D’ailleurs, aux hommes de médias témoins de son arrivée, le chef de l’Etat soudanais a affirmé être venu à N’Djamena pour témoigner de la volonté partagée avec son homologue « de tourner la page après les différends qui ont opposé leurs deux pays ». « Nous sommes dans une nouvelle phase de l’histoire de nos deux pays, dans l’intérêt de nos deux peuples », a-t-il confié aux journalistes.
Un ennemi sage, c’est mieux qu’un ami imprudent, dit l’adage. C’est donc dire que c’est la raison qui prévaut désormais dans les relations entre les deux ennemis jurés d’hier. Chose venant compliquer la position du président tchadien Idriss Déby, qui va devoir recevoir son encombrant ami dans un contexte marqué par l’ajout aux chefs d’accusation d’Omar El-Béchir de celui de génocide.

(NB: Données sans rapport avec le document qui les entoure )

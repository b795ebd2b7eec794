//! emsim — headless ambulance dispatch session driven over newline-delimited
//! JSON on stdin/stdout.
//!
//! Each line of stdin is a JSON object with a `"cmd"` discriminator; each
//! line of stdout is a JSON response with `"protocol_version"` and `"type"`
//! fields. See [`simulation::protocol`] for the full schema. Logs go to
//! stderr so they never interfere with the protocol stream.

use std::io::{BufRead, Write};

use bevy::prelude::*;

use simulation::dispatch::IncidentReported;
use simulation::incidents::IncidentLedger;
use simulation::observation;
use simulation::protocol::{
    make_response, ResponsePayload, SessionCommand, SessionResponse, PROTOCOL_VERSION,
};
use simulation::scenario::ScenarioConfig;
use simulation::{SimulationPlugin, TickCounter};

fn main() {
    let mut app = App::new();
    app.add_plugins(MinimalPlugins);
    app.add_plugins(SimulationPlugin);

    // Initial update so Startup systems execute and the roster spawns.
    app.update();

    let stdin = std::io::stdin();
    let stdout = std::io::stdout();
    let mut stdout = stdout.lock();

    let ready = make_response(ResponsePayload::Ready);
    let _ = writeln!(stdout, "{}", serde_json::to_string(&ready).unwrap());
    let _ = stdout.flush();
    eprintln!("emsim protocol v{PROTOCOL_VERSION} ready — waiting for commands on stdin");

    for line in stdin.lock().lines() {
        let line = match line {
            Ok(l) => l,
            Err(e) => {
                eprintln!("stdin read error: {e}");
                break;
            }
        };
        if line.trim().is_empty() {
            continue;
        }

        let parsed = serde_json::from_str::<SessionCommand>(&line);
        let quit = matches!(parsed, Ok(SessionCommand::Quit));
        let response = match parsed {
            Ok(cmd) => handle_command(&mut app, cmd),
            Err(e) => make_response(ResponsePayload::Error {
                message: format!("bad command: {e}"),
            }),
        };
        let _ = writeln!(stdout, "{}", serde_json::to_string(&response).unwrap());
        let _ = stdout.flush();
        if quit {
            break;
        }
    }
}

fn handle_command(app: &mut App, cmd: SessionCommand) -> SessionResponse {
    match cmd {
        SessionCommand::Observe => {
            let observation = observation::observe(app.world_mut());
            make_response(ResponsePayload::Observation { observation })
        }

        SessionCommand::Report {
            location,
            priority,
            description,
        } => {
            app.world_mut().send_event(IncidentReported {
                location,
                priority,
                description,
            });
            make_response(ResponsePayload::Ack {
                message: "incident report queued".to_string(),
            })
        }

        SessionCommand::Step { ticks } => {
            // Cap to prevent accidental runaway loops.
            let n = ticks.min(10_000);
            for _ in 0..n {
                app.world_mut().run_schedule(FixedUpdate);
            }
            let tick = app.world().resource::<TickCounter>().0;
            make_response(ResponsePayload::StepComplete { tick })
        }

        SessionCommand::Archive { incident_id } => {
            let mut ledger = app.world_mut().resource_mut::<IncidentLedger>();
            match ledger.archive(&incident_id) {
                Ok(()) => make_response(ResponsePayload::Ack {
                    message: format!("{incident_id} archived"),
                }),
                Err(e) => make_response(ResponsePayload::Error {
                    message: e.to_string(),
                }),
            }
        }

        SessionCommand::Scenario { running } => {
            app.world_mut().resource_mut::<ScenarioConfig>().running = running;
            make_response(ResponsePayload::Ack {
                message: if running {
                    "scenario generator running".to_string()
                } else {
                    "scenario generator stopped".to_string()
                },
            })
        }

        SessionCommand::Quit => make_response(ResponsePayload::Ack {
            message: "session closed".to_string(),
        }),
    }
}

La participation de ce dernier au Sommet de la Cen-Sad est d’autant plus délicate que c’est la première fois que l’homme fort de Khartoum se rend dans un pays reconnaissant la juridiction de la Cour.
Un dilemme pour N’Djamena donc, et encore plus pour Idriss Déby qui, comble du paradoxe, est de l’ethnie zaghawa, l’une des trois concernées par l’accusation de génocide qui pèse sur son homologue. C’est un peu, disons, comme accueillir l’assassin de vos parents, malgré le fait qu’il est poursuivi par la justice.
Force est de reconnaître, pour l’instant, que le Tchad semble cependant avoir déjà choisi son camp et qu’il n’a pas l’intention de se plier aux injonctions de La Haye. Le Raïs n’a rien à craindre de son voisin, comme l’a indiqué mercredi le chef de la diplomatie tchadienne, Moussa Faki Mahamat :
« Omar El-Béchir est invité à ce Sommet en tant que président d’un pays membre de la Cen-Sad et il n’a aucune inquiétude à se faire. » Il a ajouté que son pays reste attaché à la position de l’Union africaine qui a décidé de ne pas coopérer avec la CPI après l’émission, en mars 2009, du premier mandat contre le président soudanais pour crimes de guerre et crimes contre l’humanité au Darfour.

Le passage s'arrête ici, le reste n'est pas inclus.